Directions -
Needed from the entries below: every line that holds the word "PlatformTarget".

(Data records)

────────────────────

//! Packaging configuration.
//!
//! Everything a run needs is resolved once into an immutable
//! [`PackageConfig`]: optional `launchui-pack.toml` at the project root,
//! overridden by the captured environment, overridden by command-line flags.

use serde::Deserialize;
use std::fs;
use std::path::{Path, PathBuf};

use crate::error::{PackError, Result};
use crate::platform::{node_arch, HostEnvironment, PlatformTarget};

pub const CONFIG_FILENAME: &str = "launchui-pack.toml";

/// Set by npm when the packager runs from a package script.
pub const VERSION_VAR: &str = "npm_package_version";

/// Set by the Visual Studio developer prompt.
pub const VS_INSTALL_VAR: &str = "VSINSTALLDIR";

pub const DEFAULT_PRODUCT: &str = "launchui";
pub const DEFAULT_PACKAGES_DIR: &str = "packages";
pub const DEFAULT_SEVEN_ZIP: &str = "7z";
pub const DEFAULT_COMPRESSION_LEVEL: i64 = 9;
pub const DEFAULT_UCRT_REDIST_DIR: &str =
    r"C:\Program Files (x86)\Windows Kits\10\Redist\ucrt\DLLs";

/// How the runtime library filename is determined on non-Windows targets.
#[derive(Debug, Clone, Copy, PartialEq, Eq, Default, Deserialize)]
#[serde(rename_all = "kebab-case")]
pub enum RuntimeLookup {
    /// Format the name from the runtime's `NODE_MODULE_VERSION`.
    #[default]
    ModuleVersion,
    /// List the runtime output directory and take the first `libnode.*`.
    Discover,
}

/// Toolchain locations needed only for Windows packages.
#[derive(Debug, Clone, PartialEq, Eq)]
pub struct WindowsToolchain {
    pub vs_install_dir: Option<PathBuf>,
    pub ucrt_redist_dir: PathBuf,
}

/// Command-line overrides; highest precedence.
#[derive(Debug, Clone, Default)]
pub struct Overrides {
    pub arch: Option<String>,
    pub version: Option<String>,
}

/// Resolved, immutable configuration for one packaging run.
#[derive(Debug, Clone)]
pub struct PackageConfig {
    pub project_root: PathBuf,
    pub product: String,
    pub version: String,
    pub target: PlatformTarget,
    pub compression_level: i64,
    pub runtime_lookup: RuntimeLookup,
    pub seven_zip: String,
    pub packages_dir: PathBuf,
    pub windows: WindowsToolchain,
}

#[derive(Debug, Default, Deserialize)]
#[serde(deny_unknown_fields)]
struct ConfigToml {
    #[serde(default)]
    package: PackageToml,
}

#[derive(Debug, Default, Deserialize)]
#[serde(deny_unknown_fields)]
struct PackageToml {
    product: Option<String>,
    version: Option<String>,
    compression_level: Option<i64>,
    runtime_lookup: Option<RuntimeLookup>,
    seven_zip: Option<String>,
    packages_dir: Option<String>,
    #[serde(default)]
    windows: WindowsToml,
}

#[derive(Debug, Default, Deserialize)]
#[serde(deny_unknown_fields)]
struct WindowsToml {
    vs_install_dir: Option<String>,
    ucrt_redist_dir: Option<String>,
}

impl PackageConfig {
    /// Load the configuration for the project rooted at `project_root`.
    pub fn load(
        project_root: &Path,
        host: &HostEnvironment,
        overrides: &Overrides,
    ) -> Result<Self> {
        let file = read_config_file(project_root)?;
        Self::resolve(project_root, host, overrides, file.package)
    }

    fn resolve(
        project_root: &Path,
        host: &HostEnvironment,
        overrides: &Overrides,
        file: PackageToml,
    ) -> Result<Self> {
        let mut target = host.target();
        if let Some(arch) = overrides.arch.as_deref() {
            target.arch = node_arch(arch.trim()).to_string();
        }

        let version = overrides
            .version
            .clone()
            .or_else(|| host.var(VERSION_VAR).map(str::to_string))
            .or(file.version)
            .map(|v| v.trim().to_string())
            .filter(|v| !v.is_empty())
            .ok_or_else(|| {
                PackError::config(format!(
                    "no product version; set `version` in {}, export {} or pass --version",
                    CONFIG_FILENAME, VERSION_VAR
                ))
            })?;

        if version.contains(['/', '\\']) {
            return Err(PackError::config(format!(
                "version '{}' is not valid in a file name",
                version
            )));
        }

        let compression_level = file.compression_level.unwrap_or(DEFAULT_COMPRESSION_LEVEL);
        if !(1..=9).contains(&compression_level) {
            return Err(PackError::config(format!(
                "compression_level must be within 1..=9, got {}",
                compression_level
            )));
        }

        let product = file
            .product
            .map(|p| p.trim().to_string())
            .unwrap_or_else(|| DEFAULT_PRODUCT.to_string());
        if product.is_empty() || product.contains(['/', '\\']) {
            return Err(PackError::config(format!(
                "product name '{}' is not a valid file name",
                product
            )));
        }

        let packages_dir = resolve_project_path(
            project_root,
            file.packages_dir.as_deref().unwrap_or(DEFAULT_PACKAGES_DIR),
        );

        let vs_install_dir = host
            .var(VS_INSTALL_VAR)
            .map(PathBuf::from)
            .or_else(|| file.windows.vs_install_dir.map(PathBuf::from));

        Ok(Self {
            project_root: project_root.to_path_buf(),
            product,
            version,
            target,
            compression_level,
            runtime_lookup: file.runtime_lookup.unwrap_or_default(),
            seven_zip: file
                .seven_zip
                .unwrap_or_else(|| DEFAULT_SEVEN_ZIP.to_string()),
            packages_dir,
            windows: WindowsToolchain {
                vs_install_dir,
                ucrt_redist_dir: file
                    .windows
                    .ucrt_redist_dir
                    .map(PathBuf::from)
                    .unwrap_or_else(|| PathBuf::from(DEFAULT_UCRT_REDIST_DIR)),
            },
        })
    }

    /// `<product>-v<version>-<os>-<arch>`
    pub fn archive_stem(&self) -> String {
        format!("{}-v{}-{}", self.product, self.version, self.target.slug())
    }

    /// Path of the primary `.zip` package.
    pub fn primary_archive(&self) -> PathBuf {
        self.packages_dir.join(format!("{}.zip", self.archive_stem()))
    }
}

/// The secondary compression tool configured for `project_root`.
///
/// Unlike [`PackageConfig::load`] this needs no product version, so it can
/// serve commands that only recompress an existing archive.
pub fn configured_seven_zip(project_root: &Path) -> Result<String> {
    Ok(read_config_file(project_root)?
        .package
        .seven_zip
        .unwrap_or_else(|| DEFAULT_SEVEN_ZIP.to_string()))
}

fn read_config_file(project_root: &Path) -> Result<ConfigToml> {
    let config_path = project_root.join(CONFIG_FILENAME);
    if !config_path.is_file() {
        return Ok(ConfigToml::default());
    }
    let raw = fs::read_to_string(&config_path).map_err(|e| PackError::io(&config_path, e))?;
    toml::from_str(&raw)
        .map_err(|e| PackError::config(format!("parsing '{}': {}", config_path.display(), e)))
}

fn resolve_project_path(project_root: &Path, path: &str) -> PathBuf {
    let candidate = Path::new(path);
    if candidate.is_absolute() {
        candidate.to_path_buf()
    } else {
        project_root.join(candidate)
    }
}
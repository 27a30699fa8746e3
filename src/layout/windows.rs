//! Flat layout for Windows.
//!
//! Besides the executable and the two DLLs it links against, the package
//! carries the MSVC C++ runtime from the Visual Studio installation and the
//! Universal CRT redistributables, matched to the target architecture.

use std::fs;
use std::path::{Path, PathBuf};

use super::{require, ArtifactRole, BuildArtifact, LayoutInputs, LayoutStrategy};
use crate::error::{PackError, Result};
use crate::platform::PlatformFamily;

const EXECUTABLE: &str = "launchui.exe";
const UI_LIBRARY: &str = "libui.dll";
const MSVC_RUNTIME: &[&str] = &["msvcp140.dll", "vcruntime140.dll"];
const TOOLS_VERSION_FILE: &str = "VC/Auxiliary/Build/Microsoft.VCToolsVersion.default.txt";

/// Architecture-specific redistributable directories.
#[derive(Debug, Clone, Copy, PartialEq, Eq)]
pub struct RedistArch {
    /// `bin/` subdirectory of the MSVC tools.
    pub vc_tools: &'static str,
    /// Subdirectory of the UCRT redist root.
    pub ucrt: &'static str,
}

/// Redistributable directories for a node architecture name.
pub fn redist_arch(arch: &str) -> Option<RedistArch> {
    match arch {
        "ia32" => Some(RedistArch {
            vc_tools: "HostX86/x86",
            ucrt: "x86",
        }),
        "x64" => Some(RedistArch {
            vc_tools: "HostX64/x64",
            ucrt: "x64",
        }),
        _ => None,
    }
}

pub struct WindowsLayout;

impl LayoutStrategy for WindowsLayout {
    fn family(&self) -> PlatformFamily {
        PlatformFamily::Windows
    }

    fn platform_artifacts(&self, inputs: &LayoutInputs<'_>) -> Result<Vec<BuildArtifact>> {
        let target = inputs.target;
        let arch = redist_arch(&target.arch).ok_or_else(|| PackError::UnsupportedArchitecture {
            os: target.os.clone(),
            arch: target.arch.clone(),
        })?;

        let root = inputs.project_root;
        let mut artifacts = vec![
            require(
                root.join("build").join(EXECUTABLE),
                ArtifactRole::Executable,
                EXECUTABLE,
            )?,
            require(
                inputs.runtime.path.clone(),
                ArtifactRole::RuntimeLibrary,
                inputs.runtime.file_name.as_str(),
            )?,
            require(
                root.join("deps/libui/build/out").join(UI_LIBRARY),
                ArtifactRole::UiLibrary,
                UI_LIBRARY,
            )?,
        ];

        let vc_tools_dir = vc_tools_dir(inputs.windows.vs_install_dir.as_deref(), arch)?;
        for dll in MSVC_RUNTIME {
            artifacts.push(require(
                vc_tools_dir.join(dll),
                ArtifactRole::Redistributable,
                *dll,
            )?);
        }

        let ucrt_dir = inputs.windows.ucrt_redist_dir.join(arch.ucrt);
        for dll in dlls_in(&ucrt_dir)? {
            artifacts.push(BuildArtifact::new(
                ucrt_dir.join(&dll),
                ArtifactRole::Redistributable,
                dll,
            ));
        }

        Ok(artifacts)
    }
}

/// `<vs>/VC/Tools/MSVC/<default tools version>/bin/<host>/<target>`
fn vc_tools_dir(vs_install_dir: Option<&Path>, arch: RedistArch) -> Result<PathBuf> {
    let Some(vs) = vs_install_dir else {
        return Err(PackError::MissingArtifact {
            role: ArtifactRole::Redistributable,
            path: PathBuf::from(TOOLS_VERSION_FILE),
        });
    };

    let version_file = vs.join(TOOLS_VERSION_FILE);
    let version = fs::read_to_string(&version_file).map_err(|_| PackError::MissingArtifact {
        role: ArtifactRole::Redistributable,
        path: version_file.clone(),
    })?;
    let version = version.trim();
    if version.is_empty() {
        return Err(PackError::MissingArtifact {
            role: ArtifactRole::Redistributable,
            path: version_file,
        });
    }

    Ok(vs
        .join("VC/Tools/MSVC")
        .join(version)
        .join("bin")
        .join(arch.vc_tools))
}

/// Names of the `*.dll` files directly inside `dir`, sorted.
///
/// A missing directory yields nothing.
fn dlls_in(dir: &Path) -> Result<Vec<String>> {
    if !dir.is_dir() {
        return Ok(Vec::new());
    }

    let mut names = Vec::new();
    for entry in fs::read_dir(dir).map_err(|e| PackError::io(dir, e))? {
        let entry = entry.map_err(|e| PackError::io(dir, e))?;
        if !entry.file_type().map_err(|e| PackError::io(entry.path(), e))?.is_file() {
            continue;
        }
        let Some(name) = entry.file_name().to_str().map(str::to_string) else {
            continue;
        };
        if name.to_ascii_lowercase().ends_with(".dll") {
            names.push(name);
        }
    }
    names.sort();
    Ok(names)
}

#[cfg(test)]
mod tests {
    use super::*;
    use crate::config::WindowsToolchain;
    use crate::layout::fixtures::write_windows;
    use crate::platform::PlatformTarget;
    use crate::runtime::RuntimeLibrary;
    use tempfile::TempDir;

    fn entries_for(root: &Path, arch: &str, windows: &WindowsToolchain) -> Result<Vec<String>> {
        let target = PlatformTarget::new("win32", arch);
        let runtime = RuntimeLibrary {
            file_name: "node.dll".into(),
            path: root.join("deps/node/Release/node.dll"),
            module_version: None,
        };
        let inputs = LayoutInputs {
            project_root: root,
            target: &target,
            runtime: &runtime,
            windows,
        };
        let artifacts = WindowsLayout.discover(&inputs)?;
        Ok(WindowsLayout
            .entries(&artifacts)?
            .into_iter()
            .map(|e| e.destination)
            .collect())
    }

    #[test]
    fn flat_layout_with_redistributables() {
        let temp = TempDir::new().unwrap();
        let windows = write_windows(temp.path());

        let destinations = entries_for(temp.path(), "x64", &windows).unwrap();

        assert_eq!(
            &destinations[..7],
            &[
                "launchui.exe",
                "node.dll",
                "libui.dll",
                "msvcp140.dll",
                "vcruntime140.dll",
                "api-ms-win-crt-runtime-l1-1-0.dll",
                "ucrtbase.dll",
            ]
        );
        assert!(!destinations.iter().any(|d| d == "README.txt"));
        assert!(destinations.iter().any(|d| d == "LICENSE.launchui"));
    }

    #[test]
    fn ia32_uses_x86_redistributables() {
        let temp = TempDir::new().unwrap();
        let windows = write_windows(temp.path());
        let target = PlatformTarget::new("win32", "ia32");
        let runtime = RuntimeLibrary {
            file_name: "node.dll".into(),
            path: temp.path().join("deps/node/Release/node.dll"),
            module_version: None,
        };
        let inputs = LayoutInputs {
            project_root: temp.path(),
            target: &target,
            runtime: &runtime,
            windows: &windows,
        };

        let artifacts = WindowsLayout.platform_artifacts(&inputs).unwrap();
        let msvcp = artifacts.iter().find(|a| a.name == "msvcp140.dll").unwrap();
        assert!(msvcp.source.ends_with("HostX86/x86/msvcp140.dll"));
        let ucrt = artifacts.iter().find(|a| a.name == "ucrtbase.dll").unwrap();
        assert!(ucrt.source.ends_with("x86/ucrtbase.dll"));
    }

    #[test]
    fn missing_ucrt_dir_yields_no_entries() {
        let temp = TempDir::new().unwrap();
        let mut windows = write_windows(temp.path());
        windows.ucrt_redist_dir = temp.path().join("no-such-ucrt");

        let destinations = entries_for(temp.path(), "x64", &windows).unwrap();
        assert!(!destinations.iter().any(|d| d == "ucrtbase.dll"));
    }

    #[test]
    fn unknown_arch_is_rejected() {
        let temp = TempDir::new().unwrap();
        let windows = write_windows(temp.path());

        let err = entries_for(temp.path(), "arm64", &windows).unwrap_err();
        assert!(matches!(err, PackError::UnsupportedArchitecture { .. }));
    }

    #[test]
    fn missing_visual_studio_fails_fast() {
        let temp = TempDir::new().unwrap();
        let mut windows = write_windows(temp.path());
        windows.vs_install_dir = None;

        let err = entries_for(temp.path(), "x64", &windows).unwrap_err();
        assert!(matches!(
            err,
            PackError::MissingArtifact {
                role: ArtifactRole::Redistributable,
                ..
            }
        ));
    }
}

────────────────────

Solution for this task -
use crate::platform::{node_arch, HostEnvironment, PlatformTarget};
    pub target: PlatformTarget,
    use crate::platform::PlatformTarget;
        let target = PlatformTarget::new("win32", arch);
        let target = PlatformTarget::new("win32", "ia32");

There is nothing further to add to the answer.